Doing it differently

The sudden rise to influence of the independent MPs is a challenge to the two-party system and how it’s reported, writes Peter Browne

Peter Browne 27 August 2010 1018 words

Independent MPs Tony Windsor, Rob Oakeshott and Bob Katter with Greens MP Adam Bandt (second from right) after addressing the National Press Club this week. AFP Photo/Andrew Taylor



“IT’S GETTING to the stage where Julia Gillard, Tony Abbott and the nation would actually be better of if we just went back to the polls.” Dennis Shanahan’s comment in today’s Australian might be a sincere piece of political analysis, a cry from the heart or a shrewd judgement about which way the independents might jump, but it also says something about the role of the Canberra press gallery in national politics. This is an intensely interesting period in Australian political history, and yet running through the commentary seems to be an assumption that the pre-election status quo – in which policy-making had almost ground to a halt on both sides of parliament – is preferable to allowing the three independents any say over the composition of the next government. It's not surprising that MPs from the major parties are unsettled by the week’s events, but it's strange that so many commentators also seem to be yearning for a familiar landscape.

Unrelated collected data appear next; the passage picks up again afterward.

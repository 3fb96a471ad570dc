// Copyright (c) 2024-2025, The rhevce contributors. All rights reserved
//
// This source code is subject to the terms of the BSD 2 Clause License. If
// the BSD 2 Clause License was not distributed with this source code in the
// LICENSE file, you can obtain it at
// https://opensource.org/license/bsd-2-clause

use crate::api::*;

use interpolate_name::interpolate_test;
use pretty_assertions::assert_eq;

fn setup_config(
  w: usize, h: usize, chroma_format: ChromaFormat, intra_period: i32,
  gop_size: usize, gop: Vec<GopEntry>,
) -> EncoderConfig {
  let mut enc = EncoderConfig::default();
  enc.width = w;
  enc.height = h;
  enc.frame_rate = 50;
  enc.frames_to_encode = 17;
  enc.input_chroma_format = chroma_format;
  enc.intra_period = intra_period;
  enc.gop_size = gop_size;
  enc.gop = gop;
  enc
}

fn random_access_config() -> EncoderConfig {
  setup_config(
    1920,
    1080,
    ChromaFormat::Cf420,
    16,
    8,
    crate::api::config::gop::test::hierarchical_b8(),
  )
}

#[interpolate_test(depth_8, 8)]
#[interpolate_test(depth_10, 10)]
#[interpolate_test(depth_12, 12)]
fn bit_depth_cascade_follows_luma(depth: u32) {
  let mut enc = setup_config(64, 64, ChromaFormat::Cf420, 1, 1, vec![]);
  enc.input_bit_depth = BitDepths::new(depth, 0);
  enc.normalize().unwrap();

  assert_eq!(enc.input_bit_depth, BitDepths::new(depth, depth));
  assert_eq!(enc.msb_extended_bit_depth, BitDepths::new(depth, depth));
  assert_eq!(enc.internal_bit_depth, BitDepths::new(depth, depth));
  assert_eq!(enc.output_bit_depth, BitDepths::new(depth, depth));
}

#[test]
fn internal_luma_bit_depth_cascades_to_chroma() {
  // Changing only the luma internal bit depth while chroma fields are
  // unset must change the derived chroma internal bit depth identically.
  let mut enc = setup_config(64, 64, ChromaFormat::Cf420, 1, 1, vec![]);
  enc.internal_bit_depth = BitDepths::new(10, 0);
  enc.normalize().unwrap();
  assert_eq!(enc.internal_bit_depth, BitDepths::new(10, 10));

  let mut enc = setup_config(64, 64, ChromaFormat::Cf420, 1, 1, vec![]);
  enc.internal_bit_depth = BitDepths::new(12, 0);
  enc.normalize().unwrap();
  assert_eq!(enc.internal_bit_depth, BitDepths::new(12, 12));
}

#[test]
fn explicit_chroma_bit_depth_survives_the_cascade() {
  let mut enc = setup_config(64, 64, ChromaFormat::Cf420, 1, 1, vec![]);
  enc.input_bit_depth = BitDepths::new(10, 8);
  enc.internal_bit_depth = BitDepths::new(0, 12);
  enc.normalize().unwrap();
  assert_eq!(enc.input_bit_depth, BitDepths::new(10, 8));
  // Internal luma falls back to the MSB-extended depth, chroma keeps
  // its explicit value.
  assert_eq!(enc.internal_bit_depth, BitDepths::new(10, 12));
}

#[test]
fn chroma_format_override_zero_means_input_format() {
  let mut enc = setup_config(64, 64, ChromaFormat::Cf422, 1, 1, vec![]);
  enc.normalize().unwrap();
  assert_eq!(enc.chroma_format, ChromaFormat::Cf422);

  let mut enc = setup_config(64, 64, ChromaFormat::Cf422, 1, 1, vec![]);
  enc.chroma_format_override = Some(ChromaFormat::Cf400);
  enc.normalize().unwrap();
  assert_eq!(enc.chroma_format, ChromaFormat::Cf400);
}

#[test]
fn normalization_is_idempotent() {
  let mut enc = random_access_config();
  enc.conformance_mode = ConformanceMode::AutoPadding;
  enc.width = 1918;
  enc.input_bit_depth = BitDepths::new(10, 0);
  enc.extended_profile = "main_444_10".parse().unwrap();

  enc.normalize().unwrap();
  let once = enc.clone();
  enc.normalize().unwrap();
  assert_eq!(once, enc);
}

#[test]
fn validation_is_idempotent() {
  // Re-running the whole pipeline on an already-validated record must
  // produce the same frozen output and no new violations.
  let enc = random_access_config();
  let config = Config::new().with_encoder_config(enc);
  let first = config.new_context().unwrap();

  let config = Config::new().with_encoder_config(first.config().clone());
  let second = config.new_context().unwrap();
  assert_eq!(first.config(), second.config());
  assert_eq!(first.gop_derived(), second.gop_derived());
  assert_eq!(first.constants(), second.constants());
}

#[test]
fn automatic_padding_of_1918_pads_to_1920() {
  // 1918 is not a multiple of the minimum CU size 8: expect a
  // horizontal pad of 2 echoed into the conformance window.
  let mut enc = setup_config(1918, 1080, ChromaFormat::Cf420, 1, 1, vec![]);
  enc.conformance_mode = ConformanceMode::AutoPadding;
  enc.normalize().unwrap();

  assert_eq!(enc.pad[0], 2);
  assert_eq!(enc.conf_win.right, 2);
  assert_eq!(enc.coded_width, 1920);
  assert_eq!(enc.coded_height, 1080);

  // 4:2:2 subsamples horizontally by 2, which still divides the pad.
  let mut enc = setup_config(1918, 1080, ChromaFormat::Cf422, 1, 1, vec![]);
  enc.conformance_mode = ConformanceMode::AutoPadding;
  enc.normalize().unwrap();
  assert_eq!(enc.conf_win.right, 2);
}

#[test]
fn automatic_padding_rejects_odd_pads_for_subsampled_formats() {
  // 1919 pads by 1, which 4:2:0 cannot express.
  let mut enc = setup_config(1919, 1080, ChromaFormat::Cf420, 1, 1, vec![]);
  enc.conformance_mode = ConformanceMode::AutoPadding;
  assert_eq!(
    enc.normalize(),
    Err(InvalidConfig::PaddedWidthNotChromaAligned { pad: 1, unit: 2 })
  );

  // 4:4:4 can.
  let mut enc = setup_config(1919, 1080, ChromaFormat::Cf444, 1, 1, vec![]);
  enc.conformance_mode = ConformanceMode::AutoPadding;
  enc.normalize().unwrap();
  assert_eq!(enc.coded_width, 1920);
}

#[test]
fn fixed_padding_is_echoed_into_the_conformance_window() {
  let mut enc = setup_config(1912, 1072, ChromaFormat::Cf420, 1, 1, vec![]);
  enc.conformance_mode = ConformanceMode::Padding;
  enc.pad = [8, 8];
  enc.normalize().unwrap();
  assert_eq!(enc.coded_width, 1920);
  assert_eq!(enc.coded_height, 1080);
  assert_eq!(enc.conf_win.right, 8);
  assert_eq!(enc.conf_win.bottom, 8);
}

#[test]
fn window_mode_ignores_padding() {
  let mut enc = setup_config(1920, 1080, ChromaFormat::Cf420, 1, 1, vec![]);
  enc.conformance_mode = ConformanceMode::Window;
  enc.conf_win = ConformanceWindow { left: 0, right: 2, top: 0, bottom: 4 };
  enc.pad = [6, 6];
  enc.normalize().unwrap();
  assert_eq!(enc.pad, [0, 0]);
  assert_eq!(enc.coded_width, 1920);
  assert_eq!(enc.conf_win.right, 2);
}

#[test]
fn rext_auto_selection_raises_chroma_constraint_for_general_tools() {
  // Profile main-RExt, no explicit constraints, a general RExt tool in
  // use, 4:2:0 input at internal bit depth 10: rule (b) selects the
  // 4:4:4 constraint at the rounded trial bit depth.
  let mut enc = random_access_config();
  enc.extended_profile = "main-RExt".parse().unwrap();
  enc.internal_bit_depth = BitDepths::new(10, 0);
  enc.golomb_rice_adaptation = true;
  enc.normalize().unwrap();

  assert_eq!(enc.chroma_format_constraint, Some(ChromaFormat::Cf444));
  assert_eq!(enc.bit_depth_constraint, 10);

  // The selected combination passes the validation battery.
  let ctx = Config::new().with_encoder_config(enc).new_context().unwrap();
  assert_eq!(ctx.config().bit_depth_constraint, 10);
}

#[test]
fn sub_profile_shorthand_configures_the_constraints() {
  let mut enc = random_access_config();
  enc.intra_period = -1;
  enc.extended_profile = "main_422_10".parse().unwrap();
  enc.input_bit_depth = BitDepths::new(10, 0);
  enc.input_chroma_format = ChromaFormat::Cf422;
  enc.normalize().unwrap();

  assert_eq!(enc.profile, Profile::MainRExt);
  assert_eq!(enc.bit_depth_constraint, 10);
  assert_eq!(enc.chroma_format_constraint, Some(ChromaFormat::Cf422));
  assert!(!enc.intra_constraint);
}

#[test]
fn all_intra_run_produces_a_context() {
  let enc = setup_config(1920, 1080, ChromaFormat::Cf420, 1, 1, vec![]);
  let ctx = Config::new().with_encoder_config(enc).new_context().unwrap();

  assert_eq!(ctx.gop().len(), 1);
  assert_eq!(ctx.gop()[0].slice_type, SliceType::I);
  assert_eq!(ctx.gop_derived().extra_rps_count, 0);
  assert_eq!(ctx.constants().bit_depth, BitDepths::new(8, 8));
  assert_eq!(ctx.constants().max_tr_dynamic_range, BitDepths::new(15, 15));
}

#[test]
fn random_access_run_publishes_monotone_bounds() {
  let ctx = Config::new()
    .with_encoder_config(random_access_config())
    .new_context()
    .unwrap();

  let derived = ctx.gop_derived();
  assert!(derived.extra_rps_count > 0);
  for i in 0..MAX_TLAYER - 1 {
    assert!(derived.num_reorder_pics[i] <= derived.num_reorder_pics[i + 1]);
    assert!(
      derived.max_dec_pic_buffering[i]
        <= derived.max_dec_pic_buffering[i + 1]
    );
  }
  for i in 0..MAX_TLAYER {
    assert!(
      derived.max_dec_pic_buffering[i] >= derived.num_reorder_pics[i] + 1
    );
  }
}

#[test]
fn sao_offset_shift_is_derived_from_depth_and_qp() {
  let mut enc = setup_config(64, 64, ChromaFormat::Cf420, 1, 1, vec![]);
  enc.input_bit_depth = BitDepths::new(12, 0);
  enc.sao_luma_offset_bit_shift = -1;
  enc.sao_chroma_offset_bit_shift = -1;
  enc.qp = 37;
  enc.normalize().unwrap();

  // 12-10 + 0.165*37 - 3.22 + 0.5 = 5.385, truncated to 5, clamped to
  // the bit-depth headroom of 2.
  assert_eq!(enc.sao_luma_offset_bit_shift, 2);

  let mut enc = setup_config(64, 64, ChromaFormat::Cf420, 1, 1, vec![]);
  enc.sao_luma_offset_bit_shift = -1;
  enc.normalize().unwrap();
  // 8-bit internal depth derives no shift.
  assert_eq!(enc.sao_luma_offset_bit_shift, 0);
}

#[test]
fn wavefront_substreams_follow_the_coded_height() {
  let mut enc = setup_config(1920, 1080, ChromaFormat::Cf420, 1, 1, vec![]);
  enc.wavefront_synchro = 1;
  enc.normalize().unwrap();
  assert_eq!(enc.wavefront_substreams, 17); // ceil(1080 / 64)

  enc.wavefront_synchro = 0;
  enc.normalize().unwrap();
  assert_eq!(enc.wavefront_substreams, 1);
}

#[test]
fn cross_component_prediction_is_forced_off_outside_444() {
  let mut enc = setup_config(64, 64, ChromaFormat::Cf420, 1, 1, vec![]);
  enc.cross_component_prediction = true;
  enc.normalize().unwrap();
  assert!(!enc.cross_component_prediction);

  let mut enc = setup_config(64, 64, ChromaFormat::Cf444, 1, 1, vec![]);
  enc.cross_component_prediction = true;
  enc.normalize().unwrap();
  assert!(enc.cross_component_prediction);
}
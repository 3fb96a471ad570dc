#[cfg(feature = "binaries")]
mod binary {
  use assert_cmd::Command;
  use std::env::temp_dir;
  use std::fs;
  use std::process::id;

  #[cfg(not(windows))]
  fn get_rhevce_command() -> Command {
    let mut cmd = Command::cargo_bin("rhevce").unwrap();
    cmd.env_clear();
    cmd
  }

  #[cfg(windows)]
  // `env_clear` doesn't work on Windows: https://github.com/rust-lang/rust/issues/31259
  fn get_rhevce_command() -> Command {
    Command::cargo_bin("rhevce").unwrap()
  }

  fn get_common_cmd() -> Command {
    let mut cmd = get_rhevce_command();
    cmd
      .arg("--source-width")
      .arg("1920")
      .arg("--source-height")
      .arg("1080")
      .arg("--frame-rate")
      .arg("50")
      .arg("--frames-to-be-encoded")
      .arg("17")
      .arg("--intra-period")
      .arg("1");
    cmd
  }

  #[test]
  fn no_arguments_prints_usage_and_fails() {
    let mut cmd = get_rhevce_command();
    let assert = cmd.assert().failure();
    let output = assert.get_output();
    let text = format!(
      "{}{}",
      String::from_utf8_lossy(&output.stdout),
      String::from_utf8_lossy(&output.stderr)
    );
    assert!(text.contains("Usage"));
  }

  #[test]
  fn valid_all_intra_configuration_succeeds() {
    get_common_cmd().assert().success();
  }

  #[test]
  fn constraint_violations_exit_nonzero_and_name_every_rule() {
    let mut cmd = get_common_cmd();
    let assert = cmd
      .arg("--qp")
      .arg("99")
      .arg("--max-num-merge-cand")
      .arg("7")
      .assert()
      .failure()
      .code(1);
    let stderr =
      String::from_utf8_lossy(&assert.get_output().stderr).to_string();
    assert!(stderr.contains("QP 99"));
    assert!(stderr.contains("merge candidates"));
  }

  #[test]
  fn config_file_keys_map_to_flags() {
    let mut path = temp_dir();
    path.push(format!("rhevce-test-{}.cfg", id()));
    fs::write(
      &path,
      "# encoder settings\n\
       SourceWidth: 1280\n\
       SourceHeight: 720\n\
       FrameRate: 60\n\
       FramesToBeEncoded: 8\n\
       IntraPeriod: 1\n\
       QP: 32\n",
    )
    .unwrap();

    let mut cmd = get_rhevce_command();
    cmd.arg("-c").arg(&path).assert().success();

    // The command line wins over the file: an illegal QP now fails.
    let mut cmd = get_rhevce_command();
    cmd.arg("-c").arg(&path).arg("--qp").arg("99").assert().failure();

    let _ = fs::remove_file(&path);
  }

  #[test]
  fn gop_entries_come_from_config_file_frames() {
    let mut path = temp_dir();
    path.push(format!("rhevce-test-gop-{}.cfg", id()));
    fs::write(
      &path,
      "SourceWidth: 1920\n\
       SourceHeight: 1080\n\
       FrameRate: 50\n\
       FramesToBeEncoded: 17\n\
       IntraPeriod: 16\n\
       GOPSize: 8\n\
       Frame1: B 8 1 0.442 0 0 0 4 4 -8 -10 -12 -16 0\n\
       Frame2: B 4 2 0.3536 0 0 1 2 3 -4 -6 4 0\n\
       Frame3: B 2 3 0.3536 0 0 2 2 4 -2 -4 2 6 0\n\
       Frame4: B 1 4 0.68 0 0 3 2 4 -1 1 3 7 0\n\
       Frame5: B 3 4 0.68 0 0 3 2 4 -1 -3 1 5 0\n\
       Frame6: B 6 3 0.3536 0 0 2 2 4 -2 -4 -6 2 0\n\
       Frame7: B 5 4 0.68 0 0 3 2 4 -1 -5 1 3 0\n\
       Frame8: B 7 4 0.68 0 0 3 2 4 -1 -3 -7 1 0\n",
    )
    .unwrap();

    let mut cmd = get_rhevce_command();
    cmd.arg("-c").arg(&path).assert().success();

    let _ = fs::remove_file(path);
  }

  #[test]
  fn missing_gop_templates_are_fatal() {
    let mut cmd = get_common_cmd();
    let assert = cmd
      .arg("--intra-period")
      .arg("16")
      .arg("--gop-size")
      .arg("8")
      .assert()
      .failure()
      .code(1);
    let stderr =
      String::from_utf8_lossy(&assert.get_output().stderr).to_string();
    assert!(stderr.contains("fewer reference picture sets"));
  }
}
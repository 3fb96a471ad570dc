// Copyright (c) 2024-2025, The rhevce contributors. All rights reserved
//
// This source code is subject to the terms of the BSD 2 Clause License. If
// the BSD 2 Clause License was not distributed with this source code in the
// LICENSE file, you can obtain it at
// https://opensource.org/license/bsd-2-clause

//! rhevce is an HEVC (H.265) video encoder.
//!
//! This crate contains the configuration layer of the encoder: parameter
//! derivation, reference-picture-set expansion and conformance validation.
//! The validated, frozen output of [`Config::new_context`] is what the
//! pixel-domain pipeline consumes.
//!
//! [`Config::new_context`]: crate::Config::new_context

// Safety lints
#![deny(bare_trait_objects)]
#![deny(clippy::large_stack_arrays)]
// Correctness lints
#![deny(clippy::expl_impl_clone_on_copy)]
#![deny(clippy::float_cmp)]
#![deny(clippy::mem_forget)]
// Clarity/formatting lints
#![warn(clippy::checked_conversions)]
#![allow(clippy::comparison_chain)]
#![allow(clippy::needless_range_loop)]
#![allow(clippy::too_many_arguments)]
#![warn(clippy::map_flatten)]
#![warn(clippy::match_bool)]
#![warn(clippy::needless_borrow)]
#![warn(clippy::range_minus_one)]
#![warn(clippy::range_plus_one)]
#![allow(clippy::upper_case_acronyms)]
// Documentation lints
#![warn(clippy::doc_link_with_quotes)]
#![warn(clippy::doc_markdown)]
#![warn(clippy::missing_errors_doc)]

pub mod levels;
mod serialize;

mod api;

pub use crate::api::*;

/// Commonly used types and traits.
pub mod prelude {
  pub use crate::api::*;
  pub use crate::levels::*;
}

The main charge levelled against Tony Windsor, Rob Oakeshott and Bob Katter is that they don’t have a common view on issues like climate change and asylum seekers. “Sorry guys,” writes the Age’s Katharine Murphy, echoing comments by her Fairfax colleague Phillip Coorey at yesterday’s National Press Club lunch. “The sentiment is great. But these look like the same old policy differences and the same conflicts.” But these are independent MPs who campaigned individually in three quite different seats, so all we could reasonably expect them to have in common is a seat on the cross benches. They share considerably more than that, though: Tony Windsor and Rob Oakeshott, in particular, have a long-term and well-developed interest in reforming parliament.

Their proposals originated in the close relationship between Windsor and Peter Andren, the independent member for Calare from 1996 until his death just before the 2007 election. Andren, a much-admired former news editor with regional television in Orange, one of Calare’s main centres, took up a series of issues that were unlikely to have majority backing in his electorate – he supported John Howard’s gun laws but opposed the crackdown on asylum seekers, for example – and in the process turned Calare into one of the safest seats in Australia. Parliamentary reform and tighter controls over electoral donations and MPs’ expenditure were among his priorities.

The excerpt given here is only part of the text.